The following article does NOT constitute legal advice and should not be used as such. It is for educational purposes only. Readers should retain legal counsel to obtain definitive answers.
Sometimes people want to change their behavior, and sometimes they don’t. The willingness to adopt healthier habits can ebb and flow throughout the year. Employee wellness programs that catch employees when they are ready to improve their health habits may be a challenging goal, but a goal worth pursing from a legal standpoint.
Both the Americans with Disabilities Act (ADA) and the Genetic Information Nondiscrimination Act (GINA) require that any employee health/genetic information collection must be part of a “voluntary” wellness program.
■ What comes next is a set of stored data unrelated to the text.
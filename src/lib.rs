//! Bluetooth LE GATT client procedures for discovered characteristics.
//!
//! A central discovers characteristics on a peer's attribute table and then
//! reads and writes their values. Each connection permits only one
//! outstanding read or acknowledged write ([Vol 3] Part F, Section 3.3.2),
//! while unacknowledged writes draw from a separate pool of transmit credits.
//! [`gatt::DiscoveredChar`] validates requests against the discovered
//! properties and hands them to a [`gatt::Gateway`], which enforces both
//! limits and reports outcomes through a [`gatt::Dispatcher`].

pub mod att;
pub mod gap;
pub mod gatt;
pub mod hci;

mod util;
use std::fmt::{Debug, Formatter};

use crate::util::name_of;

/// Attribute handle ([Vol 3] Part F, Section 3.2.2). Handle `0x0000` is
/// reserved and used as the "unassigned" sentinel.
#[derive(Clone, Copy, Default, Eq, Hash, Ord, PartialEq, PartialOrd)]
#[repr(transparent)]
pub struct Handle(u16);

impl Handle {
    /// Reserved handle that never identifies an attribute.
    pub const INVALID: Self = Self(0x0000);
    /// Lowest valid handle.
    pub const MIN: Self = Self(0x0001);
    /// Highest valid handle.
    pub const MAX: Self = Self(0xFFFF);

    /// Wraps a raw handle.
    #[inline(always)]
    #[must_use]
    pub const fn new(h: u16) -> Self {
        Self(h)
    }

    /// Returns whether the handle is assigned.
    #[inline(always)]
    #[must_use]
    pub const fn is_valid(self) -> bool {
        self.0 != Self::INVALID.0
    }
}

impl Debug for Handle {
    #[allow(clippy::use_self)]
    fn fmt(&self, f: &mut Formatter<'_>) -> std::fmt::Result {
        write!(f, "{}({:#06X})", name_of!(Handle), self.0)
    }
}

crate::util::impl_display_via_debug! { Handle }

impl From<Handle> for u16 {
    #[inline]
    fn from(h: Handle) -> Self {
        h.0
    }
}

#[cfg(test)]
mod tests {
    use super::*;

    #[test]
    fn handle() {
        assert_eq!(std::mem::size_of::<Handle>(), 2);
        assert_eq!(Handle::default(), Handle::INVALID);
        assert!(!Handle::INVALID.is_valid());
        assert!(Handle::MIN.is_valid() && Handle::MAX.is_valid());
        assert_eq!(u16::from(Handle::new(0x2A)), 0x2A);
        assert_eq!(format!("{}", Handle::new(0x2A)), "Handle(0x002A)");
    }
}
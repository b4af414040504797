//! Generic Access Profile types ([Vol 3] Part C).

pub use uuid::*;

mod uuid;
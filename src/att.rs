//! Attribute Protocol ([Vol 3] Part F), client side.

pub use {consts::*, handle::*, pdu::*};

mod consts;
mod handle;
mod pdu;
/// Maximum attribute value length ([Vol 3] Part F, Section 3.2.9).
pub const MAX_VAL_LEN: usize = 512;

/// Default and minimum `ATT_MTU` for an LE connection
/// ([Vol 3] Part F, Section 3.2.8).
pub const DEFAULT_MTU: u16 = 23;

/// Attribute opcodes of the read and write procedures
/// ([Vol 3] Part F, Section 3.4.8).
#[derive(
    Clone, Copy, Debug, Eq, PartialEq, num_enum::IntoPrimitive, num_enum::TryFromPrimitive,
)]
#[non_exhaustive]
#[repr(u8)]
pub enum Opcode {
    ErrorRsp = 0x01,
    ReadReq = 0x0A,
    ReadRsp = 0x0B,
    ReadBlobReq = 0x0C,
    ReadBlobRsp = 0x0D,
    WriteReq = 0x12,
    WriteRsp = 0x13,
    WriteCmd = 0x52,
}

/// ATT and Common Profile and Service error codes
/// ([Vol 3] Part F, Section 3.4.1.1 and \[CSS\] Part B, Section 1.2).
#[derive(
    Clone,
    Copy,
    Debug,
    Eq,
    PartialEq,
    num_enum::IntoPrimitive,
    num_enum::TryFromPrimitive,
    thiserror::Error,
)]
#[non_exhaustive]
#[repr(u8)]
pub enum ErrorCode {
    /// The attribute handle given was not valid on the server.
    InvalidHandle = 0x01,
    /// The attribute cannot be read.
    ReadNotPermitted = 0x02,
    /// The attribute cannot be written.
    WriteNotPermitted = 0x03,
    /// The attribute PDU was invalid.
    InvalidPdu = 0x04,
    /// The attribute requires authentication before it can be read or written.
    InsufficientAuthentication = 0x05,
    /// The server does not support the request.
    RequestNotSupported = 0x06,
    /// Offset specified was past the end of the attribute.
    InvalidOffset = 0x07,
    /// The attribute requires authorization before it can be read or written.
    InsufficientAuthorization = 0x08,
    /// Too many prepare writes have been queued.
    PrepareQueueFull = 0x09,
    /// No attribute found within the given attribute handle range.
    AttributeNotFound = 0x0A,
    /// The attribute cannot be read using the ATT_READ_BLOB_REQ PDU.
    AttributeNotLong = 0x0B,
    /// The encryption key size used for this link is too short.
    EncryptionKeySizeTooShort = 0x0C,
    /// The attribute value length is invalid for the operation.
    InvalidAttributeValueLength = 0x0D,
    /// The request encountered an unlikely error and could not be completed.
    /// Also used for error codes that this crate does not recognize.
    UnlikelyError = 0x0E,
    /// The attribute requires encryption before it can be read or written.
    InsufficientEncryption = 0x0F,
    /// The attribute type is not a supported grouping attribute.
    UnsupportedGroupType = 0x10,
    /// Insufficient resources to complete the request.
    InsufficientResources = 0x11,
    /// The server requests the client to rediscover the database.
    DatabaseOutOfSync = 0x12,
    /// The attribute parameter value was not allowed.
    ValueNotAllowed = 0x13,
    /// Write operation cannot be fulfilled for reasons other than permissions.
    WriteRequestRejected = 0xFC,
    /// Client Characteristic Configuration descriptor is not configured as the
    /// profile requires.
    CccdImproperlyConfigured = 0xFD,
    /// A previously triggered operation is still in progress.
    ProcedureAlreadyInProgress = 0xFE,
    /// Attribute value is out of range.
    OutOfRange = 0xFF,
}

crate::util::impl_display_via_debug! { Opcode, ErrorCode }
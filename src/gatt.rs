//! Generic Attribute Profile client ([Vol 3] Part G).

pub use {self::char::*, dispatch::*, gate::*, props::*};

use crate::att::ErrorCode;

mod char;
mod dispatch;
mod gate;
mod props;


/// Reason a client procedure could not be initiated. Every variant is
/// detected before any PDU is sent to the peer.
#[derive(Clone, Copy, Debug, Eq, PartialEq, thiserror::Error)]
#[non_exhaustive]
pub enum Error {
    #[error("connection or characteristic is not in a usable state")]
    InvalidState,
    #[error("a client procedure is already in progress")]
    StackBusy,
    #[error("operation not permitted by characteristic properties")]
    OperationNotPermitted,
    #[error("no request buffer or write credit available")]
    NoMemory,
    #[error("value length {len} exceeds the maximum of {max}")]
    ValueTooLong { len: usize, max: usize },
}

/// Common GATT client result type.
pub type Result<T> = std::result::Result<T, Error>;

/// Reason an accepted procedure failed.
#[derive(Clone, Copy, Debug, Eq, PartialEq, thiserror::Error)]
#[non_exhaustive]
pub enum Failure {
    #[error("peer responded with {0}")]
    Att(ErrorCode),
    #[error("connection terminated")]
    Disconnected,
}

/// Outcome of an accepted procedure.
pub type Status = std::result::Result<(), Failure>;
Neither ADA or GINA define what it means to be a “voluntary” wellness program, but arguably employees should not feel coerced into participation.
When an employer offers an incentive to participate in employee health information collection, some employees may feel coerced. The degree of coercion felt may relate to an employee’s readiness to participate. Self-Determination Theory (SDT) may be a helpful research concept to help employers adopt wellness programs that minimize an employee’s feeling of coercion. SDT is a theoretical approach that has been used in addiction treatment that one can also arguably use to understand motivation for health behavior change. See Karen A. Urbanoski and T. Cameron Wild, “Assessing self-determined motivation for addiction treatment: Validity of the Treatment Entry Questionnaire,” J. of Substance Abuse Treatment, 43 (2012) at 71. According to SDT, people want to feel in control of their decisions to change; that is what drives their motivation and interest in activities. Id. Conversely, when people perceive that they are being controlled or coerced, their interest and engagement in activities lessens. Id. Research in weight control, smoking cessation, adherence to medication and recovery from addiction has supported this dynamic. Id.
Applying the concept of SDT to workplace wellness incentives, one could contend that incentives may achieve the goal of long-term behavior change when the incentives align with an individual’s inherent motivation to change. This requires assessing the best time to introduce a workplace wellness activity or program to support an employee’s internal motivation. Perhaps this means introducing a program at a time of year when employees are more motivated to change, such as at the beginning of a calendar year, rather than during open enrollment. The incentives do not necessarily need to be monetary either: incentives could take the form of more peer support, more time off to accomplish goals, or more resources to achieve wellness goals.
The less coerced an employee feels about changing his or her health behaviors, the less chance that employee will feel discriminated or pressured into participating in a wellness activity, such as providing health information through a health risk assessment. Employees who do not feel forced to participate, are also less likely to complain to regulatory authorities such as the Equal Employment Opportunity Commission (EEOC) about possible violations of the ADA or GINA. As a result, aligning internal and external motivators for change seems like a win-win for both employer and employee.